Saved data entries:
//! C1: the commutative-encryption capability. The verifier depends only on
//! this trait; the concrete SRA primitive is an external collaborator in
//! production (§1 Non-goals: "implementing the underlying modular
//! arithmetic primitive (only invoking it)"). A reference implementation is
//! provided behind `#[cfg(test)]` so fixtures can build real, checkable
//! transcripts instead of hand-waving encrypted values.

use async_trait::async_trait;

use crate::domain::{Keypair, Mapping};
use crate::error::AnalyzerError;

/// `encrypt`/`decrypt` of a single opaque value under one keypair (§6).
/// Implementations must be commutative and deterministic:
/// `E_a(E_b(x)) == E_b(E_a(x))` and `D_a(E_a(x)) == x`.
#[async_trait]
pub trait CryptoPrimitive: Send + Sync {
    async fn encrypt(&self, value: &Mapping, keypair: &Keypair) -> Result<Mapping, AnalyzerError>;
    async fn decrypt(&self, value: &Mapping, keypair: &Keypair) -> Result<Mapping, AnalyzerError>;
}
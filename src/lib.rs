pub mod analyzer;
pub mod config;
pub mod crypto;
pub mod domain;
pub mod error;
pub mod gate;
pub mod multiset;
pub mod observability;
pub mod showdown;
pub mod store;
pub mod verify;


#[cfg(test)]
mod scenarios;

pub use analyzer::{audit_transcript, Analyzer};
pub use config::AnalyzerConfig;
pub use domain::AnalysisResult;
pub use error::AnalyzerError;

Activity
Retype only the stretch of lines above starting at the one with "hand-waving encrypted values." and stopping at the one with "pub trait CryptoPrimitive: Send", exactly as written, with both kept.

Your response
//! transcripts instead of hand-waving encrypted values.

use async_trait::async_trait;

use crate::domain::{Keypair, Mapping};
use crate::error::AnalyzerError;

/// `encrypt`/`decrypt` of a single opaque value under one keypair (§6).
/// Implementations must be commutative and deterministic:
/// `E_a(E_b(x)) == E_b(E_a(x))` and `D_a(E_a(x)) == x`.
#[async_trait]
pub trait CryptoPrimitive: Send + Sync {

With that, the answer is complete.